Мууб не был любителем прогулок на свежем воздухе, но сад ему нравился. Он запрокинул затекшую шею, вглядываясь в желто-золотой воздух. Находиться здесь, под изогнутыми, сверкающими вихревыми линиями полюса — и в то же время в надежном окружении творений рук человеческих — было приятным, освежающим опытом. Казалось, его упорядоченное сердце укрепляло то, что сад был артефактом, музеем прирученной природы — но артефактом, который простирался вокруг него не менее чем на квадратный сантиметр... Сада было достаточно, чтобы заставить поверить, что человек способен на любые достижения.
Он окинул внимательным взглядом врача приближающегося восходящего. Адда быстро поправлялся, но все еще едва мог передвигаться без посторонней помощи. Обе его голени были закованы в шины, а грудь обмотана бинтами; правое плечо закрывала вырезанная деревянная шина. Его голова тоже представляла собой массу перевязанной ткани, а в уголке единственного действующего глаза старика терпеливо сидела пиявка.

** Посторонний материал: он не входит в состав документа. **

//! Expression nodes.

use std::fmt;
use std::sync::Arc;

use super::{BinaryOp, Block, UnaryOp};
use crate::{Name, Span, Spanned};

/// An identifier occurrence with its location.
#[derive(Clone, PartialEq, Eq, Hash)]
pub struct Ident {
    pub name: Name,
    pub span: Span,
}

impl Ident {
    pub fn new(name: impl Into<Name>, span: Span) -> Self {
        Ident {
            name: name.into(),
            span,
        }
    }
}

impl fmt::Debug for Ident {
    fn fmt(&self, f: &mut fmt::Formatter<'_>) -> fmt::Result {
        write!(f, "{} @ {:?}", self.name, self.span)
    }
}

/// Expression node.
#[derive(Clone, PartialEq, Eq, Hash)]
pub struct Expr {
    pub kind: ExprKind,
    pub span: Span,
}

impl Expr {
    pub fn new(kind: ExprKind, span: Span) -> Self {
        Expr { kind, span }
    }
}

impl fmt::Debug for Expr {
    fn fmt(&self, f: &mut fmt::Formatter<'_>) -> fmt::Result {
        write!(f, "{:?} @ {:?}", self.kind, self.span)
    }
}

impl Spanned for Expr {
    fn span(&self) -> Span {
        self.span
    }
}

/// Expression kinds.
#[derive(Clone, PartialEq, Eq, Hash, Debug)]
pub enum ExprKind {
    /// Integer literal: `42`
    Int(i64),
    /// String literal: `"hello"`
    Str(String),
    /// Boolean literal: `true`, `false`
    Bool(bool),
    /// Array literal: `[a, b, c]`
    Array(Vec<Expr>),
    /// Identifier reference: `x`, `int.parse`
    Ident(Name),
    /// Prefix operation: `!x`, `-x`
    Prefix { op: UnaryOp, operand: Box<Expr> },
    /// Infix operation: `a + b`
    Infix {
        op: BinaryOp,
        left: Box<Expr>,
        right: Box<Expr>,
    },
    /// Index access: `items[i]`
    Index {
        collection: Box<Expr>,
        index: Box<Expr>,
    },
    /// Function literal: `function(a, b) { ... }`
    ///
    /// Shared so that every closure created from this literal points at the
    /// same parameter list and body.
    Function(Arc<FunctionLiteral>),
    /// Call: `f(a, b)`
    Call { callee: Box<Expr>, args: Vec<Expr> },
    /// Conditional: `if (c) { ... } else { ... }`
    If {
        condition: Box<Expr>,
        consequence: Block,
        alternative: Option<Block>,
    },
}

/// Parameters and body of a function literal.
#[derive(Clone, PartialEq, Eq, Hash, Debug)]
pub struct FunctionLiteral {
    pub params: Vec<Ident>,
    pub body: Block,
    pub span: Span,
}

impl FunctionLiteral {
    pub fn new(params: Vec<Ident>, body: Block, span: Span) -> Self {
        FunctionLiteral { params, body, span }
    }
}
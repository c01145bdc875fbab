//! Stack growth for deeply nested programs.
//!
//! The parser descends once per nesting level and the evaluator once per
//! nested expression or user function call. A script that recurses a few
//! thousand levels deep would exhaust a default thread stack, so every
//! recursive entry point goes through [`ensure_sufficient_stack`], which moves
//! execution onto a freshly allocated segment when the current one runs low.
//!
//! On `wasm32` the call is a plain passthrough.

/// Grow when fewer than this many bytes remain.
const RED_ZONE: usize = 128 * 1024;

/// Size of each newly allocated stack segment.
const SEGMENT_SIZE: usize = 2 * 1024 * 1024;

/// Run `f`, first switching to a new stack segment if the current one is
/// nearly exhausted.
#[inline]
#[cfg(not(target_arch = "wasm32"))]
pub fn ensure_sufficient_stack<R>(f: impl FnOnce() -> R) -> R {
    stacker::maybe_grow(RED_ZONE, SEGMENT_SIZE, f)
}

#[inline]
#[cfg(target_arch = "wasm32")]
pub fn ensure_sufficient_stack<R>(f: impl FnOnce() -> R) -> R {
    f()
}

#[cfg(test)]
mod tests {
    use super::ensure_sufficient_stack;

    fn nest(depth: u32) -> u32 {
        ensure_sufficient_stack(|| if depth == 0 { 0 } else { nest(depth - 1) + 1 })
    }

    #[test]
    fn passes_through_the_closure_result() {
        assert_eq!(ensure_sufficient_stack(|| "done"), "done");
        let ok: Result<u8, String> = ensure_sufficient_stack(|| Ok(7));
        assert_eq!(ok, Ok(7));
    }

    #[test]
    fn survives_deep_nesting() {
        assert_eq!(nest(200_000), 200_000);
    }
}
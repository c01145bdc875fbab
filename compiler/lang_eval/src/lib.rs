//! Lang Eval - tree-walking evaluator for Lang programs.
//!
//! # Architecture
//!
//! - `Value`: the runtime object model, with `Heap` for shared payloads
//! - `Environment`: lexical scopes chained through shared parents
//! - `evaluate_binary` / `evaluate_unary`: enum-based operator dispatch
//! - `BuiltinFunction`: the native function library
//! - `Interpreter`: walks syntax trees, applies closures and builtins
//!
//! Failures are first-class `Value::Error`s at the public boundary; inside
//! the interpreter they travel as `Err(ControlAction)` so `?` unwinds them.

mod builtins;
mod environment;
pub mod errors;
mod input_handler;
pub mod interpreter;
mod operators;
mod print_handler;
mod unary_operators;
mod value;

pub use builtins::{BuiltinFunction, BuiltinHost};
pub use environment::{Environment, LocalScope};
pub use errors::{ControlAction, EvalError, EvalErrorKind, EvalResult};
pub use input_handler::{scripted_handler, stdin_handler, InputHandlerImpl, SharedInputHandler};
pub use interpreter::{Interpreter, InterpreterBuilder, Node};
pub use operators::evaluate_binary;
pub use print_handler::{
    buffer_handler, silent_handler, stdout_handler, PrintHandlerImpl, SharedPrintHandler,
};
pub use unary_operators::evaluate_unary;
pub use value::{FunctionValue, Heap, Value, ValueKind};

/// Evaluate `node` in `env` with a default interpreter (stdout, stdin).
pub fn evaluate<'n>(node: impl Into<Node<'n>>, env: &Environment) -> Value {
    Interpreter::new().evaluate(node, env)
}

/// Apply `callee` to `args` with a default interpreter (stdout, stdin).
pub fn apply(callee: &Value, args: Vec<Value>) -> Value {
    Interpreter::new().apply(callee, args)
}

#[cfg(test)]
mod tests;
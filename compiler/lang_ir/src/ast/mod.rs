//! Syntax tree consumed by the evaluator.
//!
//! The tree is plain owned data: boxed children, vectors for sequences, and an
//! `Arc` around function literals so closures can share their body without
//! copying it. Nodes are never mutated after parsing.
//!
//! # Module Structure
//!
//! - `expr`: Expressions (`Expr`, `ExprKind`, `FunctionLiteral`, `Ident`)
//! - `stmt`: Statements, blocks and the `Program` root
//! - `operators`: Prefix and infix operators
//! - `display`: Source-text rendering of every node

mod display;
mod expr;
mod operators;
mod stmt;

pub use expr::{Expr, ExprKind, FunctionLiteral, Ident};
pub use operators::{BinaryOp, UnaryOp};
pub use stmt::{Block, LoopStmt, Program, Stmt, StmtKind};
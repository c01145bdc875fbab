//! The `run` command: evaluate a source file once.

use lang_eval::{Environment, Value};

use crate::frontend::parse_source;
use crate::{report, Options};

/// Evaluate the file at `path`, returning the process exit code.
pub(crate) fn run_file(path: &str, options: Options) -> i32 {
    let source = match std::fs::read_to_string(path) {
        Ok(source) => source,
        Err(error) => {
            eprintln!("error: cannot read `{path}`: {error}");
            return 1;
        }
    };

    let program = match parse_source(&source) {
        Ok(program) => program,
        Err(diagnostics) => {
            report::emit(path, &source, &diagnostics);
            return 1;
        }
    };

    let mut interpreter = options.interpreter();
    match interpreter.evaluate(&program, &Environment::new()) {
        Value::Null => 0,
        value @ Value::Error(_) => {
            eprintln!("{}", value.render());
            1
        }
        value => {
            println!("{}", value.render());
            0
        }
    }
}
//! Grammar productions.
//!
//! - `stmt.rs`: Statements, blocks and loops
//! - `expr.rs`: Expressions, from the precedence chain down to primaries

mod expr;
mod stmt;
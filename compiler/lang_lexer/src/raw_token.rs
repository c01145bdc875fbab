//! The logos-derived tokenizer.
//!
//! `RawToken` only recognizes shapes. String contents are cooked and
//! identifiers are turned into `Name`s when converting to `TokenKind`.

use logos::Logos;

#[derive(Logos, Debug, Clone, Copy, PartialEq, Eq)]
#[logos(skip r"[ \t\r\n]+")]
#[logos(skip r"//[^\n]*")]
pub(crate) enum RawToken {
    #[token("var")]
    Var,
    #[token("function")]
    Function,
    #[token("return")]
    Return,
    #[token("if")]
    If,
    #[token("else")]
    Else,
    #[token("for")]
    For,
    #[token("in")]
    In,
    #[token("true")]
    True,
    #[token("false")]
    False,

    #[token("==")]
    EqEq,
    #[token("=")]
    Eq,
    #[token("!=")]
    NotEq,
    #[token("!")]
    Bang,
    #[token("<")]
    Lt,
    #[token(">")]
    Gt,
    #[token("+")]
    Plus,
    #[token("-")]
    Minus,
    #[token("*")]
    Star,
    #[token("/")]
    Slash,

    #[token(",")]
    Comma,
    #[token(";")]
    Semicolon,
    #[token("(")]
    LParen,
    #[token(")")]
    RParen,
    #[token("{")]
    LBrace,
    #[token("}")]
    RBrace,
    #[token("[")]
    LBracket,
    #[token("]")]
    RBracket,

    // Out-of-range literals fail the callback and surface as lexer errors.
    #[regex(r"[0-9]+", |lex| lex.slice().parse::<i64>().ok())]
    Int(i64),

    #[regex(r#""([^"\\]|\\.)*""#)]
    String,

    // Never matches a closed literal, so it only wins when the quote is missing.
    #[regex(r#""([^"\\]|\\.)*"#)]
    UnterminatedString,

    // Dot-qualified names (`int.parse`, `list.first`) are single identifiers.
    #[regex(r"[a-zA-Z_][a-zA-Z0-9_]*(\.[a-zA-Z_][a-zA-Z0-9_]*)*")]
    Ident,
}
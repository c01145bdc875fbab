//! Source-text rendering of the syntax tree.
//!
//! The output re-parses to an equivalent tree. Infix and prefix operations are
//! fully parenthesized so no precedence information is needed to read it back.

use std::fmt::{self, Display, Formatter, Write as _};

use super::{Block, Expr, ExprKind, FunctionLiteral, Ident, LoopStmt, Program, Stmt, StmtKind};

impl Display for Ident {
    fn fmt(&self, f: &mut Formatter<'_>) -> fmt::Result {
        f.write_str(&self.name)
    }
}

impl Display for Expr {
    fn fmt(&self, f: &mut Formatter<'_>) -> fmt::Result {
        self.kind.fmt(f)
    }
}

impl Display for ExprKind {
    fn fmt(&self, f: &mut Formatter<'_>) -> fmt::Result {
        match self {
            ExprKind::Int(n) => write!(f, "{n}"),
            ExprKind::Str(s) => write_quoted(f, s),
            ExprKind::Bool(b) => write!(f, "{b}"),
            ExprKind::Array(elements) => {
                f.write_char('[')?;
                write_comma_separated(f, elements)?;
                f.write_char(']')
            }
            ExprKind::Ident(name) => f.write_str(name),
            ExprKind::Prefix { op, operand } => write!(f, "({}{operand})", op.as_symbol()),
            ExprKind::Infix { op, left, right } => {
                write!(f, "({left} {} {right})", op.as_symbol())
            }
            ExprKind::Index { collection, index } => write!(f, "({collection}[{index}])"),
            ExprKind::Function(literal) => literal.fmt(f),
            ExprKind::Call { callee, args } => {
                write!(f, "{callee}(")?;
                write_comma_separated(f, args)?;
                f.write_char(')')
            }
            ExprKind::If {
                condition,
                consequence,
                alternative,
            } => {
                write!(f, "if ({condition}) {consequence}")?;
                if let Some(alternative) = alternative {
                    write!(f, " else {alternative}")?;
                }
                Ok(())
            }
        }
    }
}

impl Display for FunctionLiteral {
    fn fmt(&self, f: &mut Formatter<'_>) -> fmt::Result {
        f.write_str("function(")?;
        write_comma_separated(f, &self.params)?;
        write!(f, ") {}", self.body)
    }
}

impl Display for Stmt {
    fn fmt(&self, f: &mut Formatter<'_>) -> fmt::Result {
        match &self.kind {
            StmtKind::Expr(expr) => write!(f, "{expr};"),
            StmtKind::Var { name, value } => write!(f, "var {name} = {value};"),
            StmtKind::Assign { name, value } => write!(f, "{name} = {value};"),
            StmtKind::Return(value) => write!(f, "return {value};"),
            StmtKind::Loop(lp) => lp.fmt(f),
        }
    }
}

impl Display for LoopStmt {
    fn fmt(&self, f: &mut Formatter<'_>) -> fmt::Result {
        write!(f, "for ({}", self.element)?;
        if let Some(index) = &self.index {
            write!(f, ", {index}")?;
        }
        write!(f, " in {}) {}", self.source, self.body)
    }
}

impl Display for Block {
    fn fmt(&self, f: &mut Formatter<'_>) -> fmt::Result {
        f.write_char('{')?;
        for stmt in &self.statements {
            write!(f, " {stmt}")?;
        }
        f.write_str(" }")
    }
}

impl Display for Program {
    fn fmt(&self, f: &mut Formatter<'_>) -> fmt::Result {
        for (i, stmt) in self.statements.iter().enumerate() {
            if i > 0 {
                f.write_char('\n')?;
            }
            write!(f, "{stmt}")?;
        }
        Ok(())
    }
}

fn write_comma_separated<T: Display>(f: &mut Formatter<'_>, items: &[T]) -> fmt::Result {
    for (i, item) in items.iter().enumerate() {
        if i > 0 {
            f.write_str(", ")?;
        }
        write!(f, "{item}")?;
    }
    Ok(())
}

fn write_quoted(f: &mut Formatter<'_>, text: &str) -> fmt::Result {
    f.write_char('"')?;
    for c in text.chars() {
        match c {
            '"' => f.write_str("\\\"")?,
            '\\' => f.write_str("\\\\")?,
            '\n' => f.write_str("\\n")?,
            '\t' => f.write_str("\\t")?,
            other => f.write_char(other)?,
        }
    }
    f.write_char('"')
}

— Рад, что ты смог присоединиться ко мне, — поприветствовал его Мууб с профессиональной улыбкой. — Я хотел поговорить с тобой.
Адда сердито посмотрел мимо своей пиявки на бритую голову Мууба, на его наряд. — Почему? Кто или что ты такое?
Мууб позволил себе на мгновение замолчать. — Меня зовут Мууб. Я врач комитета... и администратор больницы общего блага, где лечили твои травмы. — Он решил перейти в наступление. — Видишь ли, мы встречались раньше, когда один из наших граждан впервые доставил тебя в больницу. В тот раз — хотя и не ожидаю, что ты помнишь — ты сказал мне "отвали". Что ж, я не принял это предложение, решив вместо этого заняться твоим лечением. Я попросил тебя осмотреть сад сегодня в качестве моего гостя, в качестве дружеского жеста по отношению к тому, кто впервые в Парце и кто здесь один. Но, честно говоря, если ты не готов быть вежливым, ты можешь уйти.
— О, я буду хорошо себя вести, — проворчал Адда. — Хотя не стану притворяться, что вы оказали мне какую-то услугу, обработав мои раны. Я очень хорошо знаю, что вы требуете солидную плату трудом Дюры и Фарра.
Мууб нахмурился. — А, твои компаньоны из восходящего потока. Да, я понимаю, они заключили контракты.
— Рабский труд, — прошипел Адда.
Мууб заставил себя расслабиться. Любой, кто смог выжить при дворе Хорка IV, мог смириться с небольшим подстреканием со стороны одноглазого старого дурака-потокового. — Я не позволю тебе подкалывать меня, Адда. Я пригласил тебя сюда, чтобы насладиться садом — зрелищем — и полностью уверен, что именно так мы проведем день.
Адда несколько мгновений удерживал его взгляд, но не стал продолжать спор и повернул голову, чтобы посмотреть на источник.
Фонтан со сверхтекучей средой был центральным элементом сада. Его основой был цилиндр из прозрачного дерева диаметром двадцать микрон, закрепленный на высоком тонком пьедестале. Внутри цилиндра парил медленно подрагивающий шероховатый газовый шар, окрашенный в фиолетово-синий цвет. Цилиндр — сам по себе, конечно, баснословно дорогой — был опоясан пятью обручами из полированного вещества сердцевины и щетинился шестами, выступавшими из его поверхности. Деревянные бочки, украшенные стилизованной резьбой в виде голов Хорка IV и его предшественников, — были прикреплены к концам шестов внутри цилиндра.